How to complete this task:
Reproduce the entries from their first line up to and including the line with "the gas of the". Leave out everything after it.

--- Data to process ---

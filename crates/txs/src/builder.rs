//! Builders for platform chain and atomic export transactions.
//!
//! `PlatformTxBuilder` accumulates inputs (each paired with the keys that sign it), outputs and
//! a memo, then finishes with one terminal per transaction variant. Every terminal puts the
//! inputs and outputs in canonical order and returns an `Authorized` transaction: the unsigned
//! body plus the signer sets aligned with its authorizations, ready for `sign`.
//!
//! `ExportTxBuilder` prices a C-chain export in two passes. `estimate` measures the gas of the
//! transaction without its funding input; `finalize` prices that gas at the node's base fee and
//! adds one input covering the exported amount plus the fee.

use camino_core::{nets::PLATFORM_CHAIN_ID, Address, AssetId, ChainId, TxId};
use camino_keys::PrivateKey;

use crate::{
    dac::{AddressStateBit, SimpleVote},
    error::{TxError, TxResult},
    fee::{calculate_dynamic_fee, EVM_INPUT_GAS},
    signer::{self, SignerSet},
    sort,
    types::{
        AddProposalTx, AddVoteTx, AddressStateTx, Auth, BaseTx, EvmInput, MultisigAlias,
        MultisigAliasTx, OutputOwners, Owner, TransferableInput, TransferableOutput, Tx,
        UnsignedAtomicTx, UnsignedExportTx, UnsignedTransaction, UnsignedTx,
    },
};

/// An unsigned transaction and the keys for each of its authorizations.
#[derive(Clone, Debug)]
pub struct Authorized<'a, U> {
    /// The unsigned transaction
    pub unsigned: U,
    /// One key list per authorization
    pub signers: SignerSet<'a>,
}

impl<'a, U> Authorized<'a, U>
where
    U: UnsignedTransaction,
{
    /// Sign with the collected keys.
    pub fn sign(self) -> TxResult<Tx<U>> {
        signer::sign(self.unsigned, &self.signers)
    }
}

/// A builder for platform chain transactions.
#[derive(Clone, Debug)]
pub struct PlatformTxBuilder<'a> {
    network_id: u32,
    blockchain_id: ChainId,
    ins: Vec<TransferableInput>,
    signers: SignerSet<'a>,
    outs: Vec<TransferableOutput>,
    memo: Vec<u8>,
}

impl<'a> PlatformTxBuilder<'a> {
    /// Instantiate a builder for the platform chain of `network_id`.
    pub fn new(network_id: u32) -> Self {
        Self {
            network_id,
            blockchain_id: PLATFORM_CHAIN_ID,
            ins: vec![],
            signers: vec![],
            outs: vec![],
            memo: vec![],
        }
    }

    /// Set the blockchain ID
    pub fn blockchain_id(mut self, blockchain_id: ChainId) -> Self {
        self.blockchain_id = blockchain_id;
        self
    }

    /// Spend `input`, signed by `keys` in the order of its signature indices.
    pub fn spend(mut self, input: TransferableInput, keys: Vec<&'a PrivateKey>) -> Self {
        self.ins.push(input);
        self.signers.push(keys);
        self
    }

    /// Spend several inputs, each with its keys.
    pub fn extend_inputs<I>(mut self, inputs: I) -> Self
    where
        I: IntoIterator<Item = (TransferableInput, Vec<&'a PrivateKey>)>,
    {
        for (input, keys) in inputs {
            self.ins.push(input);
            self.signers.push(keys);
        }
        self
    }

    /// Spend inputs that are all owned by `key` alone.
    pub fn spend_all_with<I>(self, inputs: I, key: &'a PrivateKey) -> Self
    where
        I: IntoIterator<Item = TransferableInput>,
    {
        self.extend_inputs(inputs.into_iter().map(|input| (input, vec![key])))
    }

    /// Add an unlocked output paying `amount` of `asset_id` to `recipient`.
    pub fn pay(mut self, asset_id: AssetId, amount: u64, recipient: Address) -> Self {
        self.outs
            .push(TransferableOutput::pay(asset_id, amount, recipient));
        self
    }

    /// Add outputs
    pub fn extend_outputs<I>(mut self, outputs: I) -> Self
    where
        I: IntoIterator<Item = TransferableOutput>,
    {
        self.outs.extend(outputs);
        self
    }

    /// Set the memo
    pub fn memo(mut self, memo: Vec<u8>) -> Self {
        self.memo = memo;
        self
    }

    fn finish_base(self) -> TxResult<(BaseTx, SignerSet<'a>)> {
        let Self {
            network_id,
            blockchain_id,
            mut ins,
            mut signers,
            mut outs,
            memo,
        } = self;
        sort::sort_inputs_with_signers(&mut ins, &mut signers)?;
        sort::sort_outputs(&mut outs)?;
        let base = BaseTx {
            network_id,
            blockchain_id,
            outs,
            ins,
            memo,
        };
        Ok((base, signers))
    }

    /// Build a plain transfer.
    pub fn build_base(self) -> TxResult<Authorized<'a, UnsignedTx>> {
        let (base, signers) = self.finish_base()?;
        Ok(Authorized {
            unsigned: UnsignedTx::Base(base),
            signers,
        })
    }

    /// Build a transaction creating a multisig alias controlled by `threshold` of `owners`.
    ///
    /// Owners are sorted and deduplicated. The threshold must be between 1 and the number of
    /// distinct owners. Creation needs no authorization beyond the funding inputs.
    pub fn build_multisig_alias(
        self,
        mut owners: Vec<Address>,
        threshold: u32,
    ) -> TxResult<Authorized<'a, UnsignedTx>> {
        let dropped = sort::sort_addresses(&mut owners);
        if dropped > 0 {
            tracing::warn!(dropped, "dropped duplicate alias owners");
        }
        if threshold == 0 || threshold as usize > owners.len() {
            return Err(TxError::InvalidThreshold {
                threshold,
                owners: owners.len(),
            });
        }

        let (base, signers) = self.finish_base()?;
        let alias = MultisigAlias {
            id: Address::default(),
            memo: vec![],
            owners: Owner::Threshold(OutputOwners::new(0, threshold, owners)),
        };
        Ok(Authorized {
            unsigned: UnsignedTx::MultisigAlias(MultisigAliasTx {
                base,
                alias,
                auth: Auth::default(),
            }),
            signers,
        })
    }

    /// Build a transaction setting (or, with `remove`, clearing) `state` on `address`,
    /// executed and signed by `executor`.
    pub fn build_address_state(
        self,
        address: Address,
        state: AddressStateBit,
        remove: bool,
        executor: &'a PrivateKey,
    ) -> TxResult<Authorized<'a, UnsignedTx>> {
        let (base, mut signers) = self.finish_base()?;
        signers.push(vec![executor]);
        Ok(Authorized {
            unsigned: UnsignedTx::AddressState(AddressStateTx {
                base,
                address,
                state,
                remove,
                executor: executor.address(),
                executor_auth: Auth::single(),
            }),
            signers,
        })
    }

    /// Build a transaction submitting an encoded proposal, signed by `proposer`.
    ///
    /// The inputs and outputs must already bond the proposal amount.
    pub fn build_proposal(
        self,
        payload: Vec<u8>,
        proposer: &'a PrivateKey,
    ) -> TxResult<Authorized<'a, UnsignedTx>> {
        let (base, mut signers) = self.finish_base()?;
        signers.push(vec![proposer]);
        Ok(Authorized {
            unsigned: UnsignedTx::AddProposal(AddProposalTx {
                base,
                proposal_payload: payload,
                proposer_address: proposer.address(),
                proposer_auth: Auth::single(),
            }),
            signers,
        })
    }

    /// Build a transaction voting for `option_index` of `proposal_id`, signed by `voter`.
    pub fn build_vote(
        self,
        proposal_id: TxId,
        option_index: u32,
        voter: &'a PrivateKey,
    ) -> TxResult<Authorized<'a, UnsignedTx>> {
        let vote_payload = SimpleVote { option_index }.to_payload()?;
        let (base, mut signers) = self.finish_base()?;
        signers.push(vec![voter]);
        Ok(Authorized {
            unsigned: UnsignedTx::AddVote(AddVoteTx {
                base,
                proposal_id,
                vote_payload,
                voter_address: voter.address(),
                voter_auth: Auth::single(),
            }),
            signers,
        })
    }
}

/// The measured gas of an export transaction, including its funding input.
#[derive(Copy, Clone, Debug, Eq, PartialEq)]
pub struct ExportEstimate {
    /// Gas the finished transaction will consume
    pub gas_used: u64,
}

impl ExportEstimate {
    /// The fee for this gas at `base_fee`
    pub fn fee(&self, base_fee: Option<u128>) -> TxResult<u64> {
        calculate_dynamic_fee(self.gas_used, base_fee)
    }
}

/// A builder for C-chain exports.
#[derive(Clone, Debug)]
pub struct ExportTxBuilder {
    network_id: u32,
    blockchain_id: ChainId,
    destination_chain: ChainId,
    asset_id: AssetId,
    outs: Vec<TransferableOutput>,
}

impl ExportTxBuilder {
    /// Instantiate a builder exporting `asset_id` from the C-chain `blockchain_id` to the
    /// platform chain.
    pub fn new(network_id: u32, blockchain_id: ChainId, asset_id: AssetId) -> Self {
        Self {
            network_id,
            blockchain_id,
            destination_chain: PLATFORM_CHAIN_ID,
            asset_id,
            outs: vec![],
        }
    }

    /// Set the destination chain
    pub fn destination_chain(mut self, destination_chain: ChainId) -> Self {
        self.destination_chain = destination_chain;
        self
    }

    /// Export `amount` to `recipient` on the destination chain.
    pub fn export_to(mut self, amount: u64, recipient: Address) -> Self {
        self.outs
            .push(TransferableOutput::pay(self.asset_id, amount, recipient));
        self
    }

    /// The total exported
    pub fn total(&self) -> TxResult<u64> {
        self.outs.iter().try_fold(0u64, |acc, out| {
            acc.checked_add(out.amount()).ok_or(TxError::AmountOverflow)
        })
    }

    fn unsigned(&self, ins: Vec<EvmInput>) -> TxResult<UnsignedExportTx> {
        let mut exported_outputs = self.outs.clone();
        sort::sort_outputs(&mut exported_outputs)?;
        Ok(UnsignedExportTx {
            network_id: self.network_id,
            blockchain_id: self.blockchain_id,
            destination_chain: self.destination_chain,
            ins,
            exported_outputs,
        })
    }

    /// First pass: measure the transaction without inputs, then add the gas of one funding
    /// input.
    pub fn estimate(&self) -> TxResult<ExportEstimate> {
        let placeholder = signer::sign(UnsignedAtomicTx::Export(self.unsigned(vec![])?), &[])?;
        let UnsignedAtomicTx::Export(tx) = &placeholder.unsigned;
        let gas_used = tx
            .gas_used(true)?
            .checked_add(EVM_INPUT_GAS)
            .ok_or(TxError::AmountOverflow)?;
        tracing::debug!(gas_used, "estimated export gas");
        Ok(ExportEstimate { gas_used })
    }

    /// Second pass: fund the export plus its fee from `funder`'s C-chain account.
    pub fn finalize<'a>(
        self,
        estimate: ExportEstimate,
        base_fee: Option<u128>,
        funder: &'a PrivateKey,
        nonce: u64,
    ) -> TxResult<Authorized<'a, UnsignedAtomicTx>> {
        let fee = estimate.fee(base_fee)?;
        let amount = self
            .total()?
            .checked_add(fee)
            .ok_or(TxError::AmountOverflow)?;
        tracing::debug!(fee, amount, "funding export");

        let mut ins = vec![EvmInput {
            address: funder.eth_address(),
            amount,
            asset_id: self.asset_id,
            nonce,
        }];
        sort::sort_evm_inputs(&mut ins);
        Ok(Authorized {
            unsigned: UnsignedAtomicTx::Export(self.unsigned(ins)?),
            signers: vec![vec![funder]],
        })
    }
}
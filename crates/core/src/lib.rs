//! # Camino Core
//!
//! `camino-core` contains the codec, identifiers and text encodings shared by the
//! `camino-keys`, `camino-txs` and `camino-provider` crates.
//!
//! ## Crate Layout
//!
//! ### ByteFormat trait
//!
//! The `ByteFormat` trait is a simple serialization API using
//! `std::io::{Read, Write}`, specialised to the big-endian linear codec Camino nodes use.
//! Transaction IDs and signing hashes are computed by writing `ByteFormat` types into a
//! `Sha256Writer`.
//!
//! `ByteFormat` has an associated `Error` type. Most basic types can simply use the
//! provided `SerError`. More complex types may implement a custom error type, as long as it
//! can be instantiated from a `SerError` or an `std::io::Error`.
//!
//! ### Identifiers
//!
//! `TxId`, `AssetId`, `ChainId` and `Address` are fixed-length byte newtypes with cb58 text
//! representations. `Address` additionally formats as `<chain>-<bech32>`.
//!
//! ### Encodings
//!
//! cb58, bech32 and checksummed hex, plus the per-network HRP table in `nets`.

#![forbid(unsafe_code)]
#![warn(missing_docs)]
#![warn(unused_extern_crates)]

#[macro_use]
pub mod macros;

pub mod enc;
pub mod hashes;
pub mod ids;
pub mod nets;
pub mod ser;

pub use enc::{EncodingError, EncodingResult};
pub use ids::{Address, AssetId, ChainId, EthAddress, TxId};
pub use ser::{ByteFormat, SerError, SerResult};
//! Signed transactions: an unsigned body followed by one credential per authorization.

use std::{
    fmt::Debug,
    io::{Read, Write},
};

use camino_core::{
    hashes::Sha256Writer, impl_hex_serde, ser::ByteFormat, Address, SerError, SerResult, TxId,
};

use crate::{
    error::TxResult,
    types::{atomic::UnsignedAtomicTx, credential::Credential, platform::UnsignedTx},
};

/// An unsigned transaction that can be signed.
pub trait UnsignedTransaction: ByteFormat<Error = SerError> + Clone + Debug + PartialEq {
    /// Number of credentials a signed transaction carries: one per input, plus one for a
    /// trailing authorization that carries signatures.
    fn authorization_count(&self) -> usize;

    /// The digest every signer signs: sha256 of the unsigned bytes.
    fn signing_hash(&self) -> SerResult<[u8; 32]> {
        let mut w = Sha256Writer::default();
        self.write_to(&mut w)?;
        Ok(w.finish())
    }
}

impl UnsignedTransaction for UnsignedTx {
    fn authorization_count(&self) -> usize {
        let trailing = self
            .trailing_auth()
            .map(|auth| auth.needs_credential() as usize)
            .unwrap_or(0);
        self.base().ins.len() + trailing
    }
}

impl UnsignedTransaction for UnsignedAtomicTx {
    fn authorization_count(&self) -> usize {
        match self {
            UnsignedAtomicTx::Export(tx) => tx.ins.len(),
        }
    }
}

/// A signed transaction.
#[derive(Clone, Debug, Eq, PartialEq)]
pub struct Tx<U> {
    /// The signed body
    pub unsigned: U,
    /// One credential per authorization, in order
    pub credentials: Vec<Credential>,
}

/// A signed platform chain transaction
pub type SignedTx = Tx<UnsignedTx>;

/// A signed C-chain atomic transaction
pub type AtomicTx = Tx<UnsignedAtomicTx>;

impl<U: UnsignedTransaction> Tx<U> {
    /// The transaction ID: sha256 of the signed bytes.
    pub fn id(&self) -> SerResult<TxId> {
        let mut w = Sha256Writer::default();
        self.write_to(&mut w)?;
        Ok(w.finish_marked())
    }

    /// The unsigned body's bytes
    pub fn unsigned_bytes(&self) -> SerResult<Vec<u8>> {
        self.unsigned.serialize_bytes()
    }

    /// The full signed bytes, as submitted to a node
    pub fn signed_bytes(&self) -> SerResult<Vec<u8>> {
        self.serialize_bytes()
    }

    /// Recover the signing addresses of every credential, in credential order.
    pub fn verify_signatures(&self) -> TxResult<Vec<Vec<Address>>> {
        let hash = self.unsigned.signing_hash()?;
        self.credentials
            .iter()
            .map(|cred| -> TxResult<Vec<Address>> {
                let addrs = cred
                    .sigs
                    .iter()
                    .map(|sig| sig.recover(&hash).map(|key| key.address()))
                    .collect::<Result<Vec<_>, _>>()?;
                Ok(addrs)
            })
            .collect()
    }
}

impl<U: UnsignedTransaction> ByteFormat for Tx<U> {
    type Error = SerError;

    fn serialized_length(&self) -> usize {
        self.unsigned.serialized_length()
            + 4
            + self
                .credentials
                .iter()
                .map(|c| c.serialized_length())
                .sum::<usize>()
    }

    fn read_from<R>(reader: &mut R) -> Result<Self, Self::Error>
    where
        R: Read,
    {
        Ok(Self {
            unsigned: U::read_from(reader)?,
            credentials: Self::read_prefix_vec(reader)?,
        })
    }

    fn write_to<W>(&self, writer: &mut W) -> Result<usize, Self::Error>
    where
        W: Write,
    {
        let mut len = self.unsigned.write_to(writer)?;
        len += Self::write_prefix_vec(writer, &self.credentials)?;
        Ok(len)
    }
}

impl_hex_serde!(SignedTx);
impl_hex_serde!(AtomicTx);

---

Expected answer:
filename crates/txs/src/builder.rs
//! Builders for platform chain and atomic export transactions.
//!
//! `PlatformTxBuilder` accumulates inputs (each paired with the keys that sign it), outputs and
//! a memo, then finishes with one terminal per transaction variant. Every terminal puts the
//! inputs and outputs in canonical order and returns an `Authorized` transaction: the unsigned
//! body plus the signer sets aligned with its authorizations, ready for `sign`.
//!
//! `ExportTxBuilder` prices a C-chain export in two passes. `estimate` measures the gas of the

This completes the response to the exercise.